Hector "Huck" Macpherson Jr. (September 18, 1918 – March 21, 2015) was an American dairy farmer and politician in the state of Oregon. Macpherson was a member of the Oregon State Senate from 1971 to 1974 and is best remembered as a primary author of the seminal 1973 Land Conservation and Development Act (SB 100) which established the Oregon Land Conservation and Development Commission and statewide land use planning regulation.

As the navigator aboard a B-17 Flying Fortress during World War II, Macpherson flew 50 combat missions and was the recipient of the Distinguished Flying Cross and the Bronze Star Medal for his service, leaving the United States Army Air Corps in 1945 with the rank of Major.

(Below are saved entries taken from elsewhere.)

//! Administrative account operations.

use std::sync::Arc;

use tracing::info;

use membership_auth::{
    CredentialValidator, LockoutState, LockoutTracker, PasswordOutcome, PolicyStore,
};
use membership_core::audit::{AuditCategory, AuditEvent};
use membership_core::error::AppError;
use membership_core::result::AppResult;
use membership_core::traits::{AuditSink, SqlExecutor, Store};
use membership_database::repositories::{AccountIpRepository, AccountRepository};
use membership_entity::account::{Account, AccountIp};

/// Account operations reserved for administrators.
#[derive(Debug, Clone)]
pub struct AdminAccountService {
    store: Arc<dyn Store>,
    policy: Arc<PolicyStore>,
    policy_group: String,
    credentials: Arc<CredentialValidator>,
    lockout: Arc<LockoutTracker>,
    audit: Arc<dyn AuditSink>,
}

impl AdminAccountService {
    /// Creates a new admin account service.
    pub fn new(
        store: Arc<dyn Store>,
        policy: Arc<PolicyStore>,
        policy_group: impl Into<String>,
        credentials: Arc<CredentialValidator>,
        lockout: Arc<LockoutTracker>,
        audit: Arc<dyn AuditSink>,
    ) -> Self {
        Self {
            store,
            policy,
            policy_group: policy_group.into(),
            credentials,
            lockout,
            audit,
        }
    }

    /// List all accounts ordered by username.
    pub async fn list_accounts(&self) -> AppResult<Vec<Account>> {
        let mut conn = self.store.connection().await?;
        AccountRepository::find_all(&mut *conn).await
    }

    /// Look up an account by username.
    pub async fn find_account(&self, username: &str) -> AppResult<Account> {
        let mut conn = self.store.connection().await?;
        AccountRepository::find_by_username(&mut *conn, username)
            .await?
            .ok_or_else(|| AppError::not_found(format!("User '{username}' not found")))
    }

    /// Give the account a temporary password and lift any lock.
    ///
    /// The holder has to change the password at the next login. The new
    /// credential and the unlock commit together; a temporary password that
    /// breaks a rule changes nothing.
    pub async fn reset_password(
        &self,
        account_id: i64,
        temporary_password: &str,
    ) -> AppResult<PasswordOutcome> {
        let rules = self.policy.password_rules(&self.policy_group).await?;
        let now = self.credentials.clock().now();

        let outcome = {
            let _lock = self.lockout.lock_account(account_id).await;
            let mut uow = self.store.begin().await?;
            let outcome = self
                .credentials
                .validate_and_store_in(&mut *uow, account_id, temporary_password, &rules, true, now)
                .await?;

            match &outcome {
                PasswordOutcome::Stored { .. } => {
                    AccountRepository::unlock(&mut *uow, account_id, now).await?;
                    uow.commit().await?;
                }
                PasswordOutcome::Rejected(_) => uow.rollback().await?,
            }
            outcome
        };

        self.credentials
            .audit_password_outcome(account_id, &outcome, true)
            .await;
        if outcome.is_stored() {
            self.lockout.audit_unlock(account_id).await;
            info!(account_id, "Password reset");
        }
        Ok(outcome)
    }

    /// Lift a lock and clear the failure counter.
    pub async fn unlock(&self, account_id: i64) -> AppResult<()> {
        self.lockout.unlock(account_id).await
    }

    /// Current lockout state of an account.
    pub async fn lockout_status(&self, account_id: i64) -> AppResult<LockoutState> {
        self.lockout.status(account_id).await
    }

    /// Source addresses the account may log in from. Empty means any.
    pub async fn allowed_ips(&self, account_id: i64) -> AppResult<Vec<AccountIp>> {
        let mut conn = self.store.connection().await?;
        AccountIpRepository::find_by_account(&mut *conn, account_id).await
    }

    /// Add `ip` to the account's allow-list. Returns `false` if it was
    /// already there.
    pub async fn allow_ip(&self, account_id: i64, ip: &str) -> AppResult<bool> {
        let ip = ip.trim();
        if ip.is_empty() {
            return Err(AppError::validation("IP address is required"));
        }

        let added = {
            let mut conn = self.store.connection().await?;
            self.require_account(&mut *conn, account_id).await?;
            AccountIpRepository::insert(&mut *conn, account_id, ip).await? > 0
        };

        if added {
            info!(account_id, ip = %ip, "IP address allowed");
            self.audit
                .emit(
                    AuditEvent::success(AuditCategory::IpAllowList, "IP address allowed")
                        .with_detail("account_id", account_id)
                        .with_detail("ip", ip),
                )
                .await;
        }
        Ok(added)
    }

    /// Remove `ip` from the account's allow-list. Returns `false` if it was
    /// not there.
    pub async fn disallow_ip(&self, account_id: i64, ip: &str) -> AppResult<bool> {
        let ip = ip.trim();
        let removed = {
            let mut conn = self.store.connection().await?;
            self.require_account(&mut *conn, account_id).await?;
            AccountIpRepository::delete(&mut *conn, account_id, ip).await? > 0
        };

        if removed {
            info!(account_id, ip = %ip, "IP address disallowed");
            self.audit
                .emit(
                    AuditEvent::success(AuditCategory::IpAllowList, "IP address disallowed")
                        .with_detail("account_id", account_id)
                        .with_detail("ip", ip),
                )
                .await;
        }
        Ok(removed)
    }

    async fn require_account<E>(&self, conn: &mut E, account_id: i64) -> AppResult<()>
    where
        E: SqlExecutor + ?Sized,
    {
        AccountRepository::find_by_id(conn, account_id)
            .await?
            .map(|_| ())
            .ok_or_else(|| AppError::not_found(format!("Account {account_id} not found")))
    }
}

Following the war Macpherson took over the family dairy farm and became involved with the politics of land use planning over concerns with encroaching urban development of farmland.

Macpherson was the son of former Oregon state representative Hector Macpherson Sr. and the father of former Oregon state representative Greg Macpherson.

==Biography==

===Early years===

The Oregon-born Hector Macpherson Jr. was the youngest of three siblings.

Hector Macpherson Jr., known to family and personal friends from his earliest years by the nickname "Huck," was born September 19, 1918, in Corvallis, Oregon. He was the third of three children of the Canadian-born Hector Macpherson Sr., a professor of agricultural economics at Oregon Agricultural College (today known as Oregon State University) and his Chicago-born wife, the former Margaret Buchanan Dupee. His father, an academic expert on the cooperative movement, resigned his academic position in 1926 to dedicate his time to politics. His father was elected in 1926, 1928, and 1938 as a progressive Republican member the Oregon Legislative Assembly and was instrumental in a controversial high-profile initiative campaign for education reform in Oregon.

The Macpherson family lived on a small dairy farm several miles outside of Corvallis and Huck and his siblings were responsible for performance of farm tasks from an early age. Although nominally Presbyterian, the family was skeptical towards Biblical literalism and both parents were believers in the doctrine of evolution.

Elementary school was attended in the small rural school at Oakville, Oregon, from which Macpherson graduated 8th grade in May 1932 — a member of a graduating class of seven students. Macpherson's youthful academic history was unremarkable, and he was neither the valedictorian or salutatorian in his tiny graduating class.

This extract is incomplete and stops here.